Há muito a evoluir, entretanto. O sistema prisional brasileiro ainda padece da falta de vagas, gerando por conseqüência a indevida e injusta inserção do preso provisório em celas habitadas por presos condenados definitivamente. Essa mescla de pessoas foge à orientação legal e, sobretudo, constitucional, visto não se permitir nem mesmo a pena cruel (o que a superlotação não consegue evitar) quanto mais a detenção provisória em situação análoga.
Outro dado preocupante é a excessiva duração da prisão cautelar, que também contraria a idéia de celeridade do processo criminal e, por óbvio, termina por ferir qualquer base de razoabilidade. Não se pode deter alguém, considerado inocente até decisão condenatória definitiva, por períodos longos e que podem, inclusive, ser equiparados ao cumprimento de pena. Por outro lado, deve-se garantir a segurança pública, direito constitucional dos brasileiros, motivo pelo qual a simples soltura de preso, sem se atentar para a garantia da ordem pública, também não deveria ser o mecanismo adotado como padrão.

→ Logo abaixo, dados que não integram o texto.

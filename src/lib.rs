//! gatepost - wallet-gated commenting
//!
//! Posts carry a gating lock: categories of on-chain requirements
//! (balances, NFTs, names, followers) that a commenter must meet. Wallets
//! prove ownership by signing a challenge, and a passing verification
//! yields a credential token scoped to the post and the lock it satisfied.

pub mod chain;
pub mod challenge;
pub mod cli;
pub mod config;
pub mod credential;
pub mod crypto;
pub mod gating;
pub mod http_server;
pub mod observability;
//! JSON-RPC transport for EVM chains.

use std::sync::atomic::{AtomicU64, Ordering};
use std::time::Duration;

use reqwest::Client;
use serde::de::DeserializeOwned;
use serde::Deserialize;
use serde_json::{json, Value};
use tracing::debug;

use super::{ChainError, ChainResult};
use crate::gating::{Address, Amount};

#[derive(Debug, Deserialize)]
struct RpcErrorObject {
    code: i64,
    message: String,
}

#[derive(Debug, Deserialize)]
struct RpcResponse<T> {
    result: Option<T>,
    error: Option<RpcErrorObject>,
}

/// Minimal Ethereum JSON-RPC client
pub struct JsonRpcClient {
    url: String,
    client: Client,
    next_id: AtomicU64,
}

impl JsonRpcClient {
    pub fn new(url: impl Into<String>, timeout: Duration) -> ChainResult<Self> {
        let client = Client::builder()
            .timeout(timeout)
            .build()
            .map_err(|e| ChainError::Transport(e.to_string()))?;
        Ok(Self {
            url: url.into(),
            client,
            next_id: AtomicU64::new(1),
        })
    }

    pub fn url(&self) -> &str {
        &self.url
    }

    async fn request<T: DeserializeOwned>(&self, method: &str, params: Value) -> ChainResult<T> {
        let id = self.next_id.fetch_add(1, Ordering::Relaxed);
        let body = json!({
            "jsonrpc": "2.0",
            "id": id,
            "method": method,
            "params": params,
        });

        debug!(method, id, "rpc request");
        let response = self.client.post(&self.url).json(&body).send().await?;
        let status = response.status();
        if !status.is_success() {
            return Err(ChainError::Http(status.as_u16()));
        }

        let parsed: RpcResponse<T> = response.json().await?;
        if let Some(error) = parsed.error {
            return Err(ChainError::Rpc {
                code: error.code,
                message: error.message,
            });
        }
        parsed
            .result
            .ok_or_else(|| ChainError::Decode(format!("{} returned no result", method)))
    }

    /// `eth_getBalance` at the latest block
    pub async fn get_balance(&self, account: Address) -> ChainResult<Amount> {
        let quantity: String = self
            .request("eth_getBalance", json!([account.to_lower_hex(), "latest"]))
            .await?;
        parse_quantity(&quantity)
    }

    /// `eth_call` at the latest block, returning raw return data
    pub async fn call(&self, to: Address, data: &[u8]) -> ChainResult<Vec<u8>> {
        let params = json!([
            { "to": to.to_lower_hex(), "data": format!("0x{}", hex::encode(data)) },
            "latest"
        ]);
        let result: String = self.request("eth_call", params).await?;
        parse_data(&result)
    }
}

/// Parse a hex quantity (`0x1bc16d674ec80000`), saturating above 128 bits
pub fn parse_quantity(quantity: &str) -> ChainResult<Amount> {
    let digits = quantity
        .strip_prefix("0x")
        .ok_or_else(|| ChainError::Decode(format!("bad quantity '{}'", quantity)))?;
    let digits = digits.trim_start_matches('0');
    if digits.is_empty() {
        return Ok(Amount::ZERO);
    }
    if digits.len() > 32 {
        return Ok(Amount(u128::MAX));
    }
    u128::from_str_radix(digits, 16)
        .map(Amount)
        .map_err(|_| ChainError::Decode(format!("bad quantity '{}'", quantity)))
}

/// Parse `0x`-prefixed hex data
pub fn parse_data(data: &str) -> ChainResult<Vec<u8>> {
    let digits = data
        .strip_prefix("0x")
        .ok_or_else(|| ChainError::Decode("data must be 0x-prefixed".to_string()))?;
    hex::decode(digits).map_err(|e| ChainError::Decode(e.to_string()))
}

#[cfg(test)]
mod tests {
    use super::*;

    #[test]
    fn test_parse_quantity() {
        assert_eq!(parse_quantity("0x0").unwrap(), Amount::ZERO);
        assert_eq!(
            parse_quantity("0x1bc16d674ec80000").unwrap(),
            Amount(2_000_000_000_000_000_000)
        );
        assert_eq!(
            parse_quantity(&format!("0x1{}", "0".repeat(32))).unwrap(),
            Amount(u128::MAX)
        );
        assert!(parse_quantity("12").is_err());
    }

    #[test]
    fn test_parse_data() {
        assert_eq!(parse_data("0x").unwrap(), Vec::<u8>::new());
        assert_eq!(parse_data("0x0a0b").unwrap(), vec![10, 11]);
        assert!(parse_data("0a0b").is_err());
    }

    #[test]
    fn test_client_construction() {
        let client = JsonRpcClient::new("http://localhost:8545", Duration::from_secs(5)).unwrap();
        assert_eq!(client.url(), "http://localhost:8545");
    }
}
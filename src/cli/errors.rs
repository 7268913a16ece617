//! CLI-specific error types
//!
//! All CLI errors are fatal: main prints them and exits non-zero.

use std::fmt;
use std::io;

use crate::config::ConfigError;
use crate::gating::GatingError;

/// CLI error codes
#[derive(Debug, Clone, PartialEq, Eq)]
pub enum CliErrorCode {
    /// Configuration file error
    ConfigError,
    /// I/O error (files, stdout)
    IoError,
    /// Config file already exists
    AlreadyInitialized,
    /// Chain reader or server setup failed
    BootFailed,
    /// Lock evaluation failed
    CheckFailed,
}

impl CliErrorCode {
    /// Get the error code string
    pub fn code(&self) -> &'static str {
        match self {
            Self::ConfigError => "GATEPOST_CLI_CONFIG_ERROR",
            Self::IoError => "GATEPOST_CLI_IO_ERROR",
            Self::AlreadyInitialized => "GATEPOST_CLI_ALREADY_INITIALIZED",
            Self::BootFailed => "GATEPOST_CLI_BOOT_FAILED",
            Self::CheckFailed => "GATEPOST_CLI_CHECK_FAILED",
        }
    }
}

/// CLI error
#[derive(Debug)]
pub struct CliError {
    code: CliErrorCode,
    message: String,
}

impl CliError {
    /// Create a new CLI error
    pub fn new(code: CliErrorCode, message: impl Into<String>) -> Self {
        Self {
            code,
            message: message.into(),
        }
    }

    /// Config error
    pub fn config_error(msg: impl Into<String>) -> Self {
        Self::new(CliErrorCode::ConfigError, msg)
    }

    /// I/O error
    pub fn io_error(msg: impl Into<String>) -> Self {
        Self::new(CliErrorCode::IoError, msg)
    }

    /// Config file already present
    pub fn already_initialized(path: &str) -> Self {
        Self::new(
            CliErrorCode::AlreadyInitialized,
            format!("Config file {} already exists", path),
        )
    }

    /// Boot failed
    pub fn boot_failed(msg: impl Into<String>) -> Self {
        Self::new(CliErrorCode::BootFailed, msg)
    }

    /// Get the error code
    pub fn code(&self) -> &CliErrorCode {
        &self.code
    }

    /// Get the error code string
    pub fn code_str(&self) -> &'static str {
        self.code.code()
    }

    /// Get the error message
    pub fn message(&self) -> &str {
        &self.message
    }
}

impl fmt::Display for CliError {
    fn fmt(&self, f: &mut fmt::Formatter<'_>) -> fmt::Result {
        write!(f, "{}: {}", self.code.code(), self.message)
    }
}

impl std::error::Error for CliError {}

impl From<io::Error> for CliError {
    fn from(e: io::Error) -> Self {
        Self::io_error(e.to_string())
    }
}

impl From<serde_json::Error> for CliError {
    fn from(e: serde_json::Error) -> Self {
        Self::io_error(format!("JSON error: {}", e))
    }
}

impl From<ConfigError> for CliError {
    fn from(e: ConfigError) -> Self {
        Self::config_error(e.to_string())
    }
}

impl From<GatingError> for CliError {
    fn from(e: GatingError) -> Self {
        Self::new(CliErrorCode::CheckFailed, e.to_string())
    }
}

/// CLI result type
pub type CliResult<T> = Result<T, CliError>;

#[cfg(test)]
mod tests {
    use super::*;

    #[test]
    fn test_display_includes_code() {
        let err = CliError::already_initialized("./gatepost.json");
        assert_eq!(err.code(), &CliErrorCode::AlreadyInitialized);
        assert_eq!(
            err.to_string(),
            "GATEPOST_CLI_ALREADY_INITIALIZED: Config file ./gatepost.json already exists"
        );
    }

    #[test]
    fn test_gating_error_maps_to_check_failed() {
        let err = CliError::from(GatingError::LockNotFound("p".to_string()));
        assert_eq!(err.code_str(), "GATEPOST_CLI_CHECK_FAILED");
    }
}
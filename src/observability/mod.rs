//! Observability for gatepost
//!
//! - Structured logging through `tracing` (text or JSON)
//! - Typed lifecycle and verification events
//! - Monotonic counters exposed on `/metrics`
//!
//! # Usage
//!
//! ```ignore
//! use gatepost::observability::{log_event, Event, MetricsRegistry};
//!
//! log_event(Event::BootStart);
//!
//! let metrics = MetricsRegistry::new();
//! metrics.increment_challenges();
//! ```

mod events;
pub mod logging;
mod metrics;

pub use events::Event;
pub use logging::{LogFormat, LoggingConfig};
pub use metrics::{MetricsRegistry, MetricsSnapshot};

use std::fmt;

use tracing::{info, warn};

/// Observability error
///
/// Observability failure must never stop the service.
#[derive(Debug)]
pub struct ObservabilityError {
    message: String,
}

impl ObservabilityError {
    pub fn new(message: impl Into<String>) -> Self {
        Self {
            message: message.into(),
        }
    }

    pub fn message(&self) -> &str {
        &self.message
    }
}

impl fmt::Display for ObservabilityError {
    fn fmt(&self, f: &mut fmt::Formatter<'_>) -> fmt::Result {
        write!(f, "observability: {}", self.message)
    }
}

impl std::error::Error for ObservabilityError {}

/// Result type for observability operations
pub type ObservabilityResult<T> = Result<T, ObservabilityError>;

/// Log a lifecycle event
pub fn log_event(event: Event) {
    if event.is_failure() {
        warn!(event = event.as_str());
    } else {
        info!(event = event.as_str());
    }
}
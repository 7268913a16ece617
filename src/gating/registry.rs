//! # Category Registry
//!
//! Maps category type strings to their verifier. Categories are added
//! explicitly at construction; [`CategoryRegistry::with_defaults`] carries
//! the built-in Ethereum profile and Universal Profile categories.

use std::collections::BTreeMap;
use std::sync::Arc;

use super::category::{CategoryInfo, GatingCategory};
use super::errors::{GatingError, GatingResult};
use super::{ethereum, universal_profile};

/// Registry of gating categories keyed by type
#[derive(Clone, Default)]
pub struct CategoryRegistry {
    categories: BTreeMap<&'static str, Arc<dyn GatingCategory>>,
}

impl CategoryRegistry {
    /// Empty registry
    pub fn new() -> Self {
        Self::default()
    }

    /// Registry with the built-in categories
    pub fn with_defaults() -> Self {
        let mut registry = Self::new();
        registry.categories.insert(
            ethereum::CATEGORY_TYPE,
            Arc::new(ethereum::category()) as Arc<dyn GatingCategory>,
        );
        registry.categories.insert(
            universal_profile::CATEGORY_TYPE,
            Arc::new(universal_profile::category()) as Arc<dyn GatingCategory>,
        );
        registry
    }

    /// Add a category. A type can only be registered once.
    pub fn register(&mut self, category: Arc<dyn GatingCategory>) -> GatingResult<()> {
        let category_type = category.category_type();
        if self.categories.contains_key(category_type) {
            return Err(GatingError::DuplicateCategory(category_type.to_string()));
        }
        self.categories.insert(category_type, category);
        Ok(())
    }

    pub fn get(&self, category_type: &str) -> GatingResult<Arc<dyn GatingCategory>> {
        self.categories
            .get(category_type)
            .cloned()
            .ok_or_else(|| GatingError::UnknownCategory(category_type.to_string()))
    }

    pub fn contains(&self, category_type: &str) -> bool {
        self.categories.contains_key(category_type)
    }

    /// Registered categories in type order
    pub fn list(&self) -> Vec<CategoryInfo> {
        self.categories.values().map(|c| c.info()).collect()
    }

    pub fn len(&self) -> usize {
        self.categories.len()
    }

    pub fn is_empty(&self) -> bool {
        self.categories.is_empty()
    }
}

#[cfg(test)]
mod tests {
    use super::*;

    #[test]
    fn test_defaults_registered() {
        let registry = CategoryRegistry::with_defaults();
        assert_eq!(registry.len(), 2);
        assert!(registry.contains("ethereum_profile"));
        assert!(registry.contains("universal_profile"));

        let types: Vec<_> = registry.list().iter().map(|i| i.category_type).collect();
        assert_eq!(types, vec!["ethereum_profile", "universal_profile"]);
    }

    #[test]
    fn test_duplicate_registration_rejected() {
        let mut registry = CategoryRegistry::with_defaults();
        let result = registry.register(Arc::new(ethereum::category()));
        assert!(matches!(result, Err(GatingError::DuplicateCategory(_))));
    }

    #[test]
    fn test_unknown_category_lookup() {
        let registry = CategoryRegistry::new();
        assert!(registry.is_empty());
        assert!(matches!(
            registry.get("lens_profile"),
            Err(GatingError::UnknownCategory(_))
        ));
    }
}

O mais adequado aparelhamento do Poder Judiciário e dos demais órgãos responsáveis pela segurança pública é indispensável, visando-se o processo célere, com respeito aos direitos e garantias individuais, sem abrir mão da garantia da ordem pública. A prisão cautelar, em si mesma, não foi vedada pelo texto constitucional de 1988, ao contrário, nele encontra lastro. Porém, a busca pelo equilíbrio entre os interesses individuais, que falam pela liberdade, e os interesses da sociedade, que buscam a segurança, é o ideal a ser perseguido.
Possam os vinte anos de vigência da Constituição de 1988 inspirar os Poderes do Estado a respeitar, cada vez mais, os direitos e garantias humanas fundamentais.